- _Exercise requirements_
Copy every record below exactly.

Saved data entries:
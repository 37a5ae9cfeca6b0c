// HTTP API error types
use axum::{http::StatusCode, response::IntoResponse, Json};
use serde_json::{json, Value};

use crate::auth::AuthError;
use crate::provider::ProviderError;

/// HTTP API error with appropriate status codes and client-safe messages
#[derive(Debug)]
pub enum ApiError {
    // 400 Bad Request
    BadRequest(String),
    LastAdmin(String),

    // 401 Unauthorized
    Unauthorized(String),

    // 403 Forbidden
    Forbidden(String),

    // 404 Not Found
    NotFound(String),

    // 500 Internal Server Error
    InternalServerError(String),
}

impl ApiError {
    pub fn status_code(&self) -> StatusCode {
        match self {
            ApiError::BadRequest(_) => StatusCode::BAD_REQUEST,
            ApiError::LastAdmin(_) => StatusCode::BAD_REQUEST,
            ApiError::Unauthorized(_) => StatusCode::UNAUTHORIZED,
            ApiError::Forbidden(_) => StatusCode::FORBIDDEN,
            ApiError::NotFound(_) => StatusCode::NOT_FOUND,
            ApiError::InternalServerError(_) => StatusCode::INTERNAL_SERVER_ERROR,
        }
    }

    /// Client-safe error message
    pub fn message(&self) -> &str {
        match self {
            ApiError::BadRequest(msg) => msg,
            ApiError::LastAdmin(msg) => msg,
            ApiError::Unauthorized(msg) => msg,
            ApiError::Forbidden(msg) => msg,
            ApiError::NotFound(msg) => msg,
            ApiError::InternalServerError(msg) => msg,
        }
    }

    /// Stable code for client-side handling
    pub fn error_code(&self) -> &'static str {
        match self {
            ApiError::BadRequest(_) => "BAD_REQUEST",
            ApiError::LastAdmin(_) => "LAST_ADMIN",
            ApiError::Unauthorized(_) => "UNAUTHORIZED",
            ApiError::Forbidden(_) => "FORBIDDEN",
            ApiError::NotFound(_) => "NOT_FOUND",
            ApiError::InternalServerError(_) => "INTERNAL_SERVER_ERROR",
        }
    }

    pub fn to_json(&self) -> Value {
        json!({
            "error": self.message(),
            "code": self.error_code(),
        })
    }
}

impl ApiError {
    pub fn bad_request(message: impl Into<String>) -> Self {
        ApiError::BadRequest(message.into())
    }

    pub fn last_admin(message: impl Into<String>) -> Self {
        ApiError::LastAdmin(message.into())
    }

    pub fn unauthorized(message: impl Into<String>) -> Self {
        ApiError::Unauthorized(message.into())
    }

    pub fn forbidden(message: impl Into<String>) -> Self {
        ApiError::Forbidden(message.into())
    }

    pub fn not_found(message: impl Into<String>) -> Self {
        ApiError::NotFound(message.into())
    }

    pub fn internal_server_error(message: impl Into<String>) -> Self {
        ApiError::InternalServerError(message.into())
    }
}

impl From<ProviderError> for ApiError {
    fn from(err: ProviderError) -> Self {
        // Log the real failure but keep the response body generic
        tracing::error!("backend provider error: {}", err);
        ApiError::internal_server_error("backend provider error")
    }
}

impl From<AuthError> for ApiError {
    fn from(err: AuthError) -> Self {
        match err {
            AuthError::Unauthenticated(msg) => ApiError::unauthorized(msg),
            AuthError::Forbidden => ApiError::forbidden("admin privileges required"),
            AuthError::Provider(e) => e.into(),
        }
    }
}

impl std::fmt::Display for ApiError {
    fn fmt(&self, f: &mut std::fmt::Formatter<'_>) -> std::fmt::Result {
        write!(f, "{}", self.message())
    }
}

impl std::error::Error for ApiError {}

// Automatic HTTP response conversion for Axum
impl IntoResponse for ApiError {
    fn into_response(self) -> axum::response::Response {
        (self.status_code(), Json(self.to_json())).into_response()
    }
}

- _Solution to the problem_
repository 37a5ae9cfeca6b0c
// HTTP API error types
use axum::{http::StatusCode, response::IntoResponse, Json};
use serde_json::{json, Value};

use crate::auth::AuthError;
use crate::provider::ProviderError;

/// HTTP API error with appropriate status codes and client-safe messages
#[derive(Debug)]
pub enum ApiError {
    // 400 Bad Request
    BadRequest(String),
    LastAdmin(String),

    // 401 Unauthorized
    Unauthorized(String),

    // 403 Forbidden
    Forbidden(String),

    // 404 Not Found
    NotFound(String),

    // 500 Internal Server Error
    InternalServerError(String),
}

impl ApiError {
    pub fn status_code(&self) -> StatusCode {
        match self {
            ApiError::BadRequest(_) => StatusCode::BAD_REQUEST,
            ApiError::LastAdmin(_) => StatusCode::BAD_REQUEST,
            ApiError::Unauthorized(_) => StatusCode::UNAUTHORIZED,
            ApiError::Forbidden(_) => StatusCode::FORBIDDEN,
            ApiError::NotFound(_) => StatusCode::NOT_FOUND,
            ApiError::InternalServerError(_) => StatusCode::INTERNAL_SERVER_ERROR,
        }
    }

    /// Client-safe error message
    pub fn message(&self) -> &str {
        match self {
            ApiError::BadRequest(msg) => msg,
            ApiError::LastAdmin(msg) => msg,
            ApiError::Unauthorized(msg) => msg,
            ApiError::Forbidden(msg) => msg,
            ApiError::NotFound(msg) => msg,
            ApiError::InternalServerError(msg) => msg,
        }
    }

    /// Stable code for client-side handling
    pub fn error_code(&self) -> &'static str {
        match self {
            ApiError::BadRequest(_) => "BAD_REQUEST",
            ApiError::LastAdmin(_) => "LAST_ADMIN",
            ApiError::Unauthorized(_) => "UNAUTHORIZED",
            ApiError::Forbidden(_) => "FORBIDDEN",
            ApiError::NotFound(_) => "NOT_FOUND",
            ApiError::InternalServerError(_) => "INTERNAL_SERVER_ERROR",
        }
    }

    pub fn to_json(&self) -> Value {
        json!({
            "error": self.message(),
            "code": self.error_code(),
        })
    }
}

impl ApiError {
    pub fn bad_request(message: impl Into<String>) -> Self {
        ApiError::BadRequest(message.into())
    }

    pub fn last_admin(message: impl Into<String>) -> Self {
        ApiError::LastAdmin(message.into())
    }

    pub fn unauthorized(message: impl Into<String>) -> Self {
        ApiError::Unauthorized(message.into())
    }

    pub fn forbidden(message: impl Into<String>) -> Self {
        ApiError::Forbidden(message.into())
    }

    pub fn not_found(message: impl Into<String>) -> Self {
        ApiError::NotFound(message.into())
    }

    pub fn internal_server_error(message: impl Into<String>) -> Self {
        ApiError::InternalServerError(message.into())
    }
}

impl From<ProviderError> for ApiError {
    fn from(err: ProviderError) -> Self {
        // Log the real failure but keep the response body generic
        tracing::error!("backend provider error: {}", err);
        ApiError::internal_server_error("backend provider error")
    }
}

impl From<AuthError> for ApiError {
    fn from(err: AuthError) -> Self {
        match err {
            AuthError::Unauthenticated(msg) => ApiError::unauthorized(msg),
            AuthError::Forbidden => ApiError::forbidden("admin privileges required"),
            AuthError::Provider(e) => e.into(),
        }
    }
}

impl std::fmt::Display for ApiError {
    fn fmt(&self, f: &mut std::fmt::Formatter<'_>) -> std::fmt::Result {
        write!(f, "{}", self.message())
    }
}

impl std::error::Error for ApiError {}

// Automatic HTTP response conversion for Axum
impl IntoResponse for ApiError {
    fn into_response(self) -> axum::response::Response {
        (self.status_code(), Json(self.to_json())).into_response()
    }
}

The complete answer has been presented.